Stored items

****************************************

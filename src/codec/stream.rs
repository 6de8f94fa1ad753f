use super::{decode_wire_item, DecodeError};
use crate::{
    key::{key_strings, PARTITION_KEY, SORT_KEY},
    pattern::TemplateError,
    traits::ReadConversionError,
    TableAttributes,
};
use serde::Deserialize;
use serde_json::{Map, Value};
use thiserror::Error;

#[derive(Debug, Error, Clone, PartialEq)]
pub enum StreamError {
    #[error("DecodeError: {0}")]
    Decode(#[from] DecodeError),
    #[error("Malformed stream record: {0}")]
    MalformedRecord(String),
    #[error("Stream record holds no attributes besides its keys")]
    EmptyRecord,
    #[error("Keys {pk} / {sk} do not match the access patterns of {type_name}")]
    PatternMismatch {
        pk: String,
        sk: String,
        type_name: String,
    },
    #[error("TemplateError: {0}")]
    Template(#[from] TemplateError),
    #[error("ReadConversionError: {0}")]
    ReadConversion(#[from] ReadConversionError),
}

/// A single change-stream event. Only the fields this crate reads are modelled.
#[derive(Debug, Clone, PartialEq, Deserialize)]
pub struct ChangeEvent {
    #[serde(rename = "eventID", default)]
    pub event_id: Option<String>,
    #[serde(rename = "eventName", default)]
    pub event_name: Option<String>,
    #[serde(default)]
    pub dynamodb: Option<StreamRecord>,
}

#[derive(Debug, Clone, PartialEq, Deserialize)]
#[serde(rename_all = "PascalCase")]
pub struct StreamRecord {
    #[serde(default)]
    pub keys: Option<Map<String, Value>>,
    #[serde(default)]
    pub new_image: Option<Map<String, Value>>,
    #[serde(default)]
    pub old_image: Option<Map<String, Value>>,
    #[serde(default)]
    pub sequence_number: Option<String>,
    #[serde(default)]
    pub stream_view_type: Option<String>,
}

impl ChangeEvent {
    pub fn record(&self) -> Result<&StreamRecord, StreamError> {
        self.dynamodb
            .as_ref()
            .ok_or_else(|| StreamError::MalformedRecord("missing 'dynamodb' envelope".into()))
    }

    /// Decode the image after the change, if the stream carries one.
    pub fn new_image(&self) -> Result<Option<TableAttributes>, StreamError> {
        decode_image(self.record()?.new_image.as_ref())
    }

    /// Decode the image before the change, if the stream carries one.
    pub fn old_image(&self) -> Result<Option<TableAttributes>, StreamError> {
        decode_image(self.record()?.old_image.as_ref())
    }

    pub fn keys(&self) -> Result<Option<TableAttributes>, StreamError> {
        decode_image(self.record()?.keys.as_ref())
    }
}

fn decode_image(image: Option<&Map<String, Value>>) -> Result<Option<TableAttributes>, StreamError> {
    image
        .map(decode_wire_item)
        .transpose()
        .map_err(StreamError::from)
}

/// Extract and validate the new image of a change-stream event.
///
/// The returned item keeps `PK` and `SK`. It must hold at least one other attribute.
pub fn decode_change_event(event: &Value) -> Result<TableAttributes, StreamError> {
    let event = ChangeEvent::deserialize(event)
        .map_err(|err| StreamError::MalformedRecord(err.to_string()))?;

    let image = event
        .new_image()?
        .ok_or_else(|| StreamError::MalformedRecord("missing 'NewImage'".into()))?;

    for key in [PARTITION_KEY, SORT_KEY] {
        if !image.contains(key) {
            return Err(StreamError::MalformedRecord(format!("missing key '{key}'")));
        }
    }

    if key_strings(&image).is_none() {
        return Err(StreamError::MalformedRecord(format!(
            "'{PARTITION_KEY}' and '{SORT_KEY}' must be strings"
        )));
    }

    if image.len() <= 2 {
        return Err(StreamError::EmptyRecord);
    }

    Ok(image)
}
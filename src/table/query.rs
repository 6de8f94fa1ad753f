use crate::{codec::WireItem, errors::ReadError, traits::Record};
use std::{marker::PhantomData, vec};

/// Records returned by a prefix query.
///
/// Items are decoded one at a time as the iterator is advanced, so a malformed item only
/// fails its own step. The iterator is finite and cannot be restarted.
#[derive(Debug)]
pub struct Records<R> {
    items: vec::IntoIter<WireItem>,
    __record: PhantomData<fn() -> R>,
}

impl<R> Records<R> {
    pub(crate) fn new(items: Vec<WireItem>) -> Self {
        Self {
            items: items.into_iter(),
            __record: PhantomData,
        }
    }
}

impl<R: Record> Iterator for Records<R> {
    type Item = Result<R, ReadError>;

    fn next(&mut self) -> Option<Self::Item> {
        self.items.next().map(|item| R::from_wire_item(Some(item)))
    }

    fn size_hint(&self) -> (usize, Option<usize>) {
        self.items.size_hint()
    }
}

impl<R: Record> ExactSizeIterator for Records<R> {}
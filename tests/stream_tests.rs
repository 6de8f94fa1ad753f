use dynawrap::{
    codec::{ChangeEvent, StreamError},
    decode_change_event, Record, TableAttribute,
};
use serde_json::{json, Value};

mod common;

#[derive(Debug, PartialEq, Record)]
#[dynawrap(pk = "USER#SIGNUP", sk = "TS#{timestamp}")]
struct Signup {
    username: Option<String>,
    timestamp: Option<String>,
    email: Option<String>,
}

#[derive(Debug, PartialEq, Record)]
#[dynawrap(pk = "ITEM#{item_id}", sk = "DETAIL#{detail_id}")]
struct MockItem {
    item_id: Option<String>,
    detail_id: Option<String>,
    name: Option<String>,
}

fn stream_record(image: Value) -> Value {
    json!({
        "eventID": "81193db2e4b50f75909a915b236d96ac",
        "eventName": "INSERT",
        "eventVersion": "1.1",
        "eventSource": "aws:dynamodb",
        "awsRegion": "eu-west-2",
        "dynamodb": {
            "ApproximateCreationDateTime": 1746399467.0,
            "Keys": {
                "SK": {"S": "TS#2025-05-04T22:57:47"},
                "PK": {"S": "USER#SIGNUP"},
            },
            "NewImage": image,
            "SequenceNumber": "7416300002271126548794192",
            "SizeBytes": 143,
            "StreamViewType": "NEW_IMAGE",
        },
        "eventSourceARN": "arn:aws:dynamodb:eu-west-2:123456789012:table/events/stream/2025-05-03T08:57:00.290",
    })
}

fn signup_image() -> Value {
    json!({
        "SK": {"S": "TS#2025-05-04T22:57:47"},
        "PK": {"S": "USER#SIGNUP"},
        "email": {"S": "tester@example.com"},
        "timestamp": {"S": "2025-05-04T22:57:47"},
        "username": {"S": "tester-001"},
    })
}

#[test]
fn test_from_change_event() {
    let signup = Signup::from_change_event(&stream_record(signup_image()))
        .expect("Failed to read stream record");

    assert_eq!(
        signup,
        Signup {
            username: Some("tester-001".into()),
            timestamp: Some("2025-05-04T22:57:47".into()),
            email: Some("tester@example.com".into()),
        }
    );
}

#[test]
fn test_decoded_image_keeps_keys() {
    let image = decode_change_event(&stream_record(signup_image())).unwrap();

    assert_eq!(image.get("PK"), Some(&TableAttribute::from("USER#SIGNUP")));
    assert_eq!(image.get("SK"), Some(&TableAttribute::from("TS#2025-05-04T22:57:47")));
    assert_eq!(image.get("username"), Some(&TableAttribute::from("tester-001")));
}

#[test]
fn test_change_event_metadata() {
    let event: ChangeEvent = serde_json::from_value(stream_record(signup_image())).unwrap();

    assert_eq!(event.event_id.as_deref(), Some("81193db2e4b50f75909a915b236d96ac"));
    assert_eq!(event.event_name.as_deref(), Some("INSERT"));

    let record = event.record().unwrap();
    assert_eq!(record.sequence_number.as_deref(), Some("7416300002271126548794192"));
    assert_eq!(event.keys().unwrap().map(|keys| keys.len()), Some(2));
}

#[test]
fn test_missing_partition_key() {
    let record = stream_record(json!({
        "SK": {"S": "DETAIL#2"},
        "item_id": {"S": "1"},
        "detail_id": {"S": "2"},
        "name": {"S": "MissingPK"},
    }));

    let err = crate::assert_err!(MockItem::from_change_event(&record));
    assert!(matches!(err, StreamError::MalformedRecord(_)));
}

#[test]
fn test_keys_only_record() {
    let record = stream_record(json!({
        "SK": {"S": "DETAIL#2"},
        "PK": {"S": "ITEM#1"},
    }));

    let err = crate::assert_err!(MockItem::from_change_event(&record));
    assert_eq!(err, StreamError::EmptyRecord);
}

#[test]
fn test_pattern_mismatch() {
    let err = crate::assert_err!(MockItem::from_change_event(&stream_record(signup_image())));

    assert_eq!(
        err,
        StreamError::PatternMismatch {
            pk: "USER#SIGNUP".into(),
            sk: "TS#2025-05-04T22:57:47".into(),
            type_name: "MockItem".into(),
        }
    );
}

#[test]
fn test_stream_record_for_other_item() {
    let record = stream_record(json!({
        "PK": {"S": "ITEM#1"},
        "SK": {"S": "DETAIL#2"},
        "item_id": {"S": "1"},
        "detail_id": {"S": "2"},
        "name": {"S": "Streamed"},
    }));

    let item = MockItem::from_change_event(&record).unwrap();
    assert_eq!(item.name.as_deref(), Some("Streamed"));
}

****************************************

> [Required work]
Show every line of the entries above where the word "struct" occurs.

> [Task output]
pub struct ChangeEvent {
pub struct StreamRecord {
pub struct Records<R> {
struct Signup {
struct MockItem {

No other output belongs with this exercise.